28 de outubro de 2014

Hora de ler X hora de jogar: livros o e-books interactivos


Especialistas questionam se e-books interativos valem como estímulo ao desenvolvimento da linguagem como os livros comuns
DOUGLAS QUENQUADO "NEW YORK TIMES", 28/10/2014
Clifford, o Gigante Cão Vermelho, fica fabuloso num iPad. Basta tocar a tela para ouvi-lo ofegar enquanto aparece um caminhão azul em alta velocidade. "Vai lá, caminhão, vai!", diz o narrador.
Mas isso vale como tempo de contar histórias para seu filho? Ou é simplesmente um jeito de manter seu bebê distraído diante de uma telinha?

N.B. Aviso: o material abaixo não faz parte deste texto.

use std::collections::HashMap;
use std::path::Path;
use serde::{Serialize, Deserialize};
use crate::core::error::{Error, ErrorKind, Result};
use crate::core::types::{Kind, NameId, Pre};
use crate::storage::blocks;

/// One entry of the flat pre-order table
#[derive(Debug, Clone, Copy, PartialEq, Eq, Serialize, Deserialize)]
pub struct Record {
    pub kind: Kind,
    pub name: NameId,
    /// Distance back to the structural parent; 0 for document roots
    pub dist: u32,
    pub text_offset: u32,
    pub text_len: u32,
}

/// Interned names; id 0 is reserved for "no name"
#[derive(Debug, Clone)]
pub struct NamePool {
    names: Vec<String>,
    ids: HashMap<String, NameId>,
}

impl NamePool {
    pub fn new() -> Self {
        NamePool {
            names: vec![String::new()],
            ids: HashMap::new(),
        }
    }

    fn from_names(names: Vec<String>) -> Self {
        let ids = names
            .iter()
            .enumerate()
            .skip(1)
            .map(|(id, name)| (name.clone(), id as NameId))
            .collect();
        NamePool { names, ids }
    }

    pub fn intern(&mut self, name: &str) -> NameId {
        if name.is_empty() {
            return 0;
        }
        if let Some(&id) = self.ids.get(name) {
            return id;
        }
        let id = self.names.len() as NameId;
        self.names.push(name.to_string());
        self.ids.insert(name.to_string(), id);
        id
    }

    pub fn id(&self, name: &str) -> Option<NameId> {
        self.ids.get(name).copied()
    }

    pub fn name(&self, id: NameId) -> &str {
        self.names.get(id as usize).map(String::as_str).unwrap_or_default()
    }

    /// Number of interned names, excluding the reserved id 0
    pub fn len(&self) -> usize {
        self.names.len() - 1
    }

    pub fn is_empty(&self) -> bool {
        self.len() == 0
    }
}

impl Default for NamePool {
    fn default() -> Self {
        Self::new()
    }
}

#[derive(Serialize, Deserialize)]
struct RecordTable {
    records: Vec<Record>,
    heap: Vec<u8>,
    element_names: Vec<String>,
    attribute_names: Vec<String>,
}

/// Flat, pre-order addressed table of typed records.
///
/// A subtree occupies the contiguous range starting at its root. Parents are
/// not stored, only the relative distance back to them.
#[derive(Debug, Clone, Default)]
pub struct RecordStore {
    records: Vec<Record>,
    heap: Vec<u8>,
    elements: NamePool,
    attributes: NamePool,
}

impl RecordStore {
    pub fn size(&self) -> usize {
        self.records.len()
    }

    pub fn is_empty(&self) -> bool {
        self.records.is_empty()
    }

    pub fn record(&self, pre: Pre) -> &Record {
        &self.records[pre as usize]
    }

    pub fn kind(&self, pre: Pre) -> Kind {
        self.record(pre).kind
    }

    pub fn name(&self, pre: Pre) -> NameId {
        self.record(pre).name
    }

    pub fn dist(&self, pre: Pre) -> u32 {
        self.record(pre).dist
    }

    /// Structural parent, derived as `pre - dist`; `None` for document roots
    pub fn parent(&self, pre: Pre) -> Option<Pre> {
        let record = self.record(pre);
        match record.kind {
            Kind::Document => None,
            _ => pre.checked_sub(record.dist),
        }
    }

    /// Raw content bytes; empty for documents and elements
    pub fn text(&self, pre: Pre) -> &[u8] {
        let record = self.record(pre);
        let start = record.text_offset as usize;
        &self.heap[start..start + record.text_len as usize]
    }

    /// Resolves the name of an element or attribute record
    pub fn name_str(&self, pre: Pre) -> &str {
        let record = self.record(pre);
        self.name_of(record.kind, record.name)
    }

    pub fn name_of(&self, kind: Kind, id: NameId) -> &str {
        match kind {
            Kind::Attribute => self.attributes.name(id),
            _ => self.elements.name(id),
        }
    }

    pub fn element_names(&self) -> &NamePool {
        &self.elements
    }

    pub fn attribute_names(&self) -> &NamePool {
        &self.attributes
    }

    /// Pre values of all document roots
    pub fn documents(&self) -> impl Iterator<Item = Pre> + '_ {
        self.records
            .iter()
            .enumerate()
            .filter(|(_, r)| r.kind == Kind::Document)
            .map(|(pre, _)| pre as Pre)
    }

    pub fn save(&self, path: &Path) -> Result<()> {
        let table = RecordTable {
            records: self.records.clone(),
            heap: self.heap.clone(),
            element_names: self.elements.names.clone(),
            attribute_names: self.attributes.names.clone(),
        };
        blocks::write_block(path, &table)
    }

    pub fn load(path: &Path) -> Result<Self> {
        let table: RecordTable = blocks::read_block(path)?.ok_or_else(|| {
            Error::new(ErrorKind::NotFound, format!("No record table at {}", path.display()))
        })?;
        Ok(RecordStore {
            records: table.records,
            heap: table.heap,
            elements: NamePool::from_names(table.element_names),
            attributes: NamePool::from_names(table.attribute_names),
        })
    }
}

/// Streaming construction of a record store in document order.
///
/// Also keeps the absolute parent of every record so that reconstructed
/// ancestry can be checked against it.
pub struct RecordStoreBuilder {
    store: RecordStore,
    open: Vec<Pre>,
    parents: Vec<Option<Pre>>,
}

impl RecordStoreBuilder {
    pub fn new() -> Self {
        RecordStoreBuilder {
            store: RecordStore::default(),
            open: Vec::new(),
            parents: Vec::new(),
        }
    }

    pub fn open_document(&mut self) -> Result<Pre> {
        if !self.open.is_empty() {
            return Err(state("documents cannot be nested"));
        }
        let pre = self.push(Kind::Document, 0, None, b"")?;
        self.open.push(pre);
        Ok(pre)
    }

    pub fn open_element(&mut self, name: &str) -> Result<Pre> {
        let parent = self.current()?;
        let id = self.store.elements.intern(name);
        let pre = self.push(Kind::Element, id, Some(parent), b"")?;
        self.open.push(pre);
        Ok(pre)
    }

    /// Attributes must directly follow their element or its other attributes
    pub fn attribute(&mut self, name: &str, value: &str) -> Result<Pre> {
        let owner = self.current()?;
        if self.store.kind(owner) != Kind::Element {
            return Err(state("attributes need an open element"));
        }
        let last = (self.store.size() - 1) as Pre;
        let attached = last == owner
            || (self.store.kind(last) == Kind::Attribute && self.parents[last as usize] == Some(owner));
        if !attached {
            return Err(state("attributes must precede element content"));
        }
        let id = self.store.attributes.intern(name);
        self.push(Kind::Attribute, id, Some(owner), value.as_bytes())
    }

    pub fn text(&mut self, value: &str) -> Result<Pre> {
        self.leaf(Kind::Text, value)
    }

    pub fn comment(&mut self, value: &str) -> Result<Pre> {
        self.leaf(Kind::Comment, value)
    }

    pub fn processing_instruction(&mut self, value: &str) -> Result<Pre> {
        self.leaf(Kind::ProcessingInstruction, value)
    }

    /// Closes the innermost open element or document
    pub fn close(&mut self) -> Result<()> {
        self.open.pop().map(|_| ()).ok_or_else(|| state("nothing to close"))
    }

    /// Absolute parent of every record added so far
    pub fn ground_truth(&self) -> &[Option<Pre>] {
        &self.parents
    }

    pub fn finish(self) -> Result<RecordStore> {
        if !self.open.is_empty() {
            return Err(state("unclosed elements or documents"));
        }
        Ok(self.store)
    }

    fn leaf(&mut self, kind: Kind, value: &str) -> Result<Pre> {
        let parent = self.current()?;
        self.push(kind, 0, Some(parent), value.as_bytes())
    }

    fn current(&self) -> Result<Pre> {
        self.open.last().copied().ok_or_else(|| state("no open document"))
    }

    fn push(&mut self, kind: Kind, name: NameId, parent: Option<Pre>, text: &[u8]) -> Result<Pre> {
        let pre = Pre::try_from(self.store.records.len())
            .map_err(|_| Error::new(ErrorKind::InvalidState, "record table is full".to_string()))?;
        let (text_offset, text_len) = text_span(self.store.heap.len(), text.len())?;
        self.store.heap.extend_from_slice(text);
        self.store.records.push(Record {
            kind,
            name,
            dist: parent.map_or(0, |p| pre - p),
            text_offset,
            text_len,
        });
        self.parents.push(parent);
        Ok(pre)
    }
}

/// Heap offset and length of a new text, both addressable as `u32`
fn text_span(offset: usize, len: usize) -> Result<(u32, u32)> {
    let full = || Error::new(ErrorKind::InvalidState, "text heap is full".to_string());
    let text_offset = u32::try_from(offset).map_err(|_| full())?;
    let text_len = u32::try_from(len).map_err(|_| full())?;
    Ok((text_offset, text_len))
}

impl Default for RecordStoreBuilder {
    fn default() -> Self {
        Self::new()
    }
}

fn state(context: &str) -> Error {
    Error::new(ErrorKind::InvalidState, context.to_string())
}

Em junho, a Academia Americana de Pediatria aconselhou médicos a lembrar aos pais, em cada consulta, que devem ler para seus filhos desde que eles nascem.
Por outro lado, a academia recomenda que crianças com menos de dois anos não devem passar tempo nenhum vendo TV ou outras telas.
Hoje, quando a leitura cada vez mais envolve "folhear" páginas eletrônicas, que conselho os pais deveriam ouvir?
Para os pesquisadores, a resposta não é clara. E-books não são usados há tempo suficiente para permitir estudos abrangentes sobre seus efeitos sobre a aprendizagem.
Mas trabalhos recentes já sugerem que ler para uma criança com um aparelho eletrônico prejudica a dinâmica que impulsiona o desenvolvimento da linguagem.
"Há muitas interações quando você lê um livro com seu filho. Vocês viram as páginas, apontam para ilustrações, conversam. Tudo isso se perde um pouco quando se usa um e-book", disse a pediatra Pamela High, que redigiu a recomendação da associação de médicos.
Num estudo de 2013, pesquisadores constataram que crianças de três a cinco anos cujos pais liam histórias em e-books tiveram compreensão de leitura menor do que as que usaram livros, talvez porque passaram mais tempo focados sobre o aparelho do que sobre a história.
"Os pais estavam pondo as mãos sobre as mãos de seus filhos e dizendo espere, não aperte o botão ainda, termine isto primeiro'", diz Julia Parish-Morris, psicóloga do Hospital Infantil de Filadélfia, autora do estudo. Já os que usavam livro convencional tinham mais chance de discutir a história e sua relação com a vida da criança, crucial para o desenvolvimento linguístico.
Mas há cada vez menos e-books infantis que podem ser descritos só como livros. A tecnologia evolui, e editoras acrescentam elementos que incentivam desvios.
"Se o livro tem elementos que atrapalham a conversa, como um jogo no meio da história, ele não oferece as mesmas vantagens", diz Kathy Hirsh-Pasek, psicóloga.
Editores de e-books consideram a interatividade uma vantagem educativa. Muitos dos elementos oferecidos por e-books, como o latido do cão Clifford, ajudam a aprender linguagem, segundo eles.
Mas, segundo Kyle Snow, da Associação Nacional para a Educação de Crianças Pequenas, e-books podem induzir os pais a abdicarem de sua responsabilidade educacional. "O e-book pode virar a babá eletrônica' desta geração. Não queremos que os pais digam não preciso virar páginas e dizer a meu filho como ler a palavra, porque meu iPad pode fazer isso'."
Mas pais podem achar difícil deixar de usar os tablets.
Claudia Raleigh tem três filhos com menos de seis anos, e precisa distrair Teddy, 2, durante as aulas de natação de sua irmã. "É difícil ficar esperando com uma criança de dois anos. Por isso o apresentei ao iPad. É o jeito de impedir que ele se jogue na piscina. Para mim, o iPad é um salva-vidas", ri. "Leio para meus filhos desde eles nasceram. Não vou me culpar porque eles passam um pouco de tempo olhando para a tela."
Embora as telinhas tenham chegado para ficar, é pouco provável que livros à moda antiga desapareçam. Os pais notam que os livros de papel carregam um componente emocional que não parece existir nos e-books.
"Lilly tem um iPad e usa apps educativos", contou Amy Reid, publicitária, falando de sua filha de quatro anos. "Mas, para ela, nada se compara à emoção de escolher seu próprio livro na biblioteca e trazê-lo para casa."